Si aujourd'hui les plaques de plâtre semblent devenir une solution incontournable pour une rénovation, la majorité des vieilles demeures ont été revêtues à l'origine d'enduits de terre. Ces enduits, hormis leur esthétique, ne manquent pas d'intérêt pour le confort de l'habitation : intérieur plus feutré, régulation de l'humidité, possibilité de recevoir différentes finitions.

Objectifs : déterminer les qualités de la terre pour confectionner les mortiers, mettre en oeuvre ces mortiers et les préparer pour recevoir les finitions souhaitées

Restauration de façade à pan de bois - 5 jours

Fonctions et désordres des éléments constitutifs d'un colombage. Patine et protection des bois après remise en état. Les remplissages et leurs finitions.

Mise en oeuvre de hourdis à quenouilles - 1 jour

Fréquents dans des constructions anciennes, ces planchers sont composés de "quenouilles" réalisées avec du foin imprégné de barbotine, enroulé sur les barreaux de châtaigner. Le mauvais état des toitures les a souvent dégradés. La connaissance de ce savoir-faire est indispensable pour les réparer. La reprise d'une partie d'ouvrage à l'identique est souvent plus judicieuse que des solutions plus modernes. Il offre des avantages souvent inégalés par les solutions contemporaines.

Objectifs : identifier et réaliser des quenouilles, les mettre en oeuvre, effectuer une finition de plafond.

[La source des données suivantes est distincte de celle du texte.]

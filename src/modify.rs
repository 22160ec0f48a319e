use log::debug;

use crate::error::{Result, VocoderError};
use crate::matrix::FrameMatrix;
use crate::util::lerp;
use crate::vocoder::SynthesisParameters;

#[derive(Debug, Clone, Copy, PartialEq, Default)]
pub struct Modification {
    /// Pitch change of voiced frames in semitones.
    pub transpose_semitones: f64,
    /// Formant shift in tenths of a semitone. Positive values lower the
    /// formants.
    pub formant_shift: f64,
    /// Blend of the aperiodicity towards 1, in `[0, 1]`.
    pub breathiness: f64,
}

impl Modification {
    pub fn is_identity(&self) -> bool {
        self.transpose_semitones == 0.0 && self.formant_shift == 0.0 && self.breathiness == 0.0
    }

    fn validate(&self) -> Result<()> {
        if !self.transpose_semitones.is_finite() {
            return Err(VocoderError::invalid_param(
                "transpose_semitones",
                format!("must be finite, got {}", self.transpose_semitones),
            ));
        }
        if !self.formant_shift.is_finite() {
            return Err(VocoderError::invalid_param(
                "formant_shift",
                format!("must be finite, got {}", self.formant_shift),
            ));
        }
        if !(0.0..=1.0).contains(&self.breathiness) {
            return Err(VocoderError::invalid_param(
                "breathiness",
                format!("must be within [0, 1], got {}", self.breathiness),
            ));
        }
        Ok(())
    }

    pub fn apply(&self, params: &SynthesisParameters) -> Result<SynthesisParameters> {
        self.validate()?;
        params.validate()?;
        let mut out = params.clone();
        if self.is_identity() {
            return Ok(out);
        }
        debug!(
            "modify: transpose {} st, formant {}, breathiness {}",
            self.transpose_semitones, self.formant_shift, self.breathiness
        );

        if self.transpose_semitones != 0.0 {
            let ratio = (self.transpose_semitones / 12.0).exp2();
            out.f0.iter_mut().filter(|f| **f > 0.0).for_each(|f| *f *= ratio);
        }
        if self.formant_shift != 0.0 {
            let ratio = (self.formant_shift / 120.0).exp2();
            out.spectrogram = warp_frequency(&params.spectrogram, ratio);
        }
        if self.breathiness > 0.0 {
            for value in out.aperiodicity.rows_mut().flatten() {
                *value = lerp(*value, 1.0, self.breathiness);
            }
        }
        Ok(out)
    }
}

/// Output bin `i` reads the source at `i * ratio`, held at the top bin.
fn warp_frequency(spectrogram: &FrameMatrix, ratio: f64) -> FrameMatrix {
    let bins = spectrogram.num_cols();
    let mut warped = FrameMatrix::new(spectrogram.num_rows(), bins);
    for (source, target) in spectrogram.rows().zip(warped.rows_mut()) {
        for (i, slot) in target.iter_mut().enumerate() {
            let position = (i as f64 * ratio).min((bins - 1) as f64);
            let i0 = position.floor() as usize;
            let i1 = (i0 + 1).min(bins - 1);
            *slot = lerp(source[i0], source[i1], position - i0 as f64);
        }
    }
    warped
}
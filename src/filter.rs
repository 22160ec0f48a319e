use biquad::{Biquad, Coefficients, DirectForm1, Type};

use crate::error::{Result, VocoderError};

/// Samples of odd-reflection padding on each side before decimating.
const DECIMATE_PAD: usize = 9;

/// Q of the two second-order sections of a 4th-order Butterworth low-pass.
const BUTTERWORTH_Q: [f64; 2] = [0.541_196_100_146_197, 1.306_562_964_876_376_6];

/// Second-order low-pass (about 20 Hz at a 1 kHz contour rate) applied to
/// voiced F0 sections.
const F0_SMOOTHER: Coefficients<f64> = Coefficients {
    a1: -1.734_725_768_809_275_4,
    a2: 0.766_006_600_943_264_1,
    b0: 0.007_820_208_033_497_172,
    b1: 0.015_640_416_066_994_345,
    b2: 0.007_820_208_033_497_172,
};

pub fn forward_backward_filter<F: Biquad<f64>>(signal: &mut [f64], filter: &mut F) {
    signal.iter_mut().for_each(|x| *x = filter.run(*x));
    filter.reset_state();
    signal.reverse();
    signal.iter_mut().for_each(|x| *x = filter.run(*x));
    filter.reset_state();
    signal.reverse();
}

/// Designs a second-order section with its cutoff at `freq` Hz.
///
/// The cutoff is normalised against Nyquist here; `Coefficients::from_params`
/// divides by twice the sample rate instead, which lands a quarter too low.
pub fn make_coefficients(
    f_type: Type<f64>,
    fs: f64,
    freq: f64,
    q: f64,
) -> Result<Coefficients<f64>> {
    if !(freq > 0.0 && 2.0 * freq < fs) {
        return Err(VocoderError::invalid_param(
            "cutoff",
            format!("{} Hz is outside (0, {}) for fs {}", freq, fs / 2.0, fs),
        ));
    }
    Coefficients::<f64>::from_normalized_params(f_type, 2.0 * freq / fs, q).map_err(|e| {
        VocoderError::invalid_param(
            "cutoff",
            format!("cannot design filter at {} Hz for fs {}: {:?}", freq, fs, e),
        )
    })
}

/// Zero-phase low-pass and downsample by `ratio`.
///
/// Returns `(len - 1) / ratio + 1` samples aligned so that the last input
/// sample is kept.
pub fn decimate(x: &[f64], ratio: usize, fs: f64) -> Result<Vec<f64>> {
    if ratio <= 1 || x.is_empty() {
        return Ok(x.to_vec());
    }
    let n = x.len();

    let mut padded = Vec::with_capacity(n + DECIMATE_PAD * 2);
    for i in 0..DECIMATE_PAD {
        padded.push(2.0 * x[0] - x[(DECIMATE_PAD - i).min(n - 1)]);
    }
    padded.extend_from_slice(x);
    for i in 0..DECIMATE_PAD {
        padded.push(2.0 * x[n - 1] - x[n.saturating_sub(2 + i)]);
    }

    let cutoff = 0.8 * fs / ratio as f64 / 2.0;
    for q in BUTTERWORTH_Q {
        let mut section = DirectForm1::<f64>::new(make_coefficients(Type::LowPass, fs, cutoff, q)?);
        forward_backward_filter(&mut padded, &mut section);
    }

    let output_len = (n - 1) / ratio + 1;
    let first = ratio + n - ratio * output_len;
    Ok((first..n + DECIMATE_PAD)
        .step_by(ratio)
        .take(output_len)
        .map(|i| padded[i + DECIMATE_PAD - 1])
        .collect())
}

/// Zero-lag smoothing of an F0 contour sampled every millisecond.
pub fn smooth_f0(contour: &mut [f64]) {
    let mut smoother = DirectForm1::<f64>::new(F0_SMOOTHER);
    forward_backward_filter(contour, &mut smoother);
}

Limousinerie, murs de moellons maçonnés à l'ancienne - 3 jours

Dans la technique ancienne de construction, le mortier utilisé dit "mortier de faible résistance" ne peut apporter aucune résistance mécanique, si ce n'est améliorer une descente de charge. Aussi cela implique une réflexion tout autre sur la disposition des pierres et donc un aspect final qui n'aura rien de commun avec l'aspect des maçonneries contemporaines. Cet aspect est amplifié par le fait qu'aujourd'hui, la pierre est utilisée essentiellement à titre décoratif alors qu'initialement, c'était le matériau de base pour la construction, l'aspect final n'étant que le résultat d'un savoir faire.

Objectifs : mettre en évidence les caractéristiques des maçonneries anciennes, définir les fonctions d'un tel mur, en reproduire la logique constructive.

Création d'une ouverture - 2 jours

L'adaptation de bâtiments anciens à nos besoins d'aujourd'hui, nous amène fréquemment à faire des

"frangements" (percements) soit pour des aménagements nouveaux, soit pour faire entrer de la lumière. Cette tâche n'est pas anodine notamment quant à l'imperméabilité du reste de la façade, et l'équilibre du bâtiment.

Objectif : exécuter un frangement en prenant toutes les mesures nécessaires tant pour la sécurité des exécutants que pour la pérennité du bâtiment.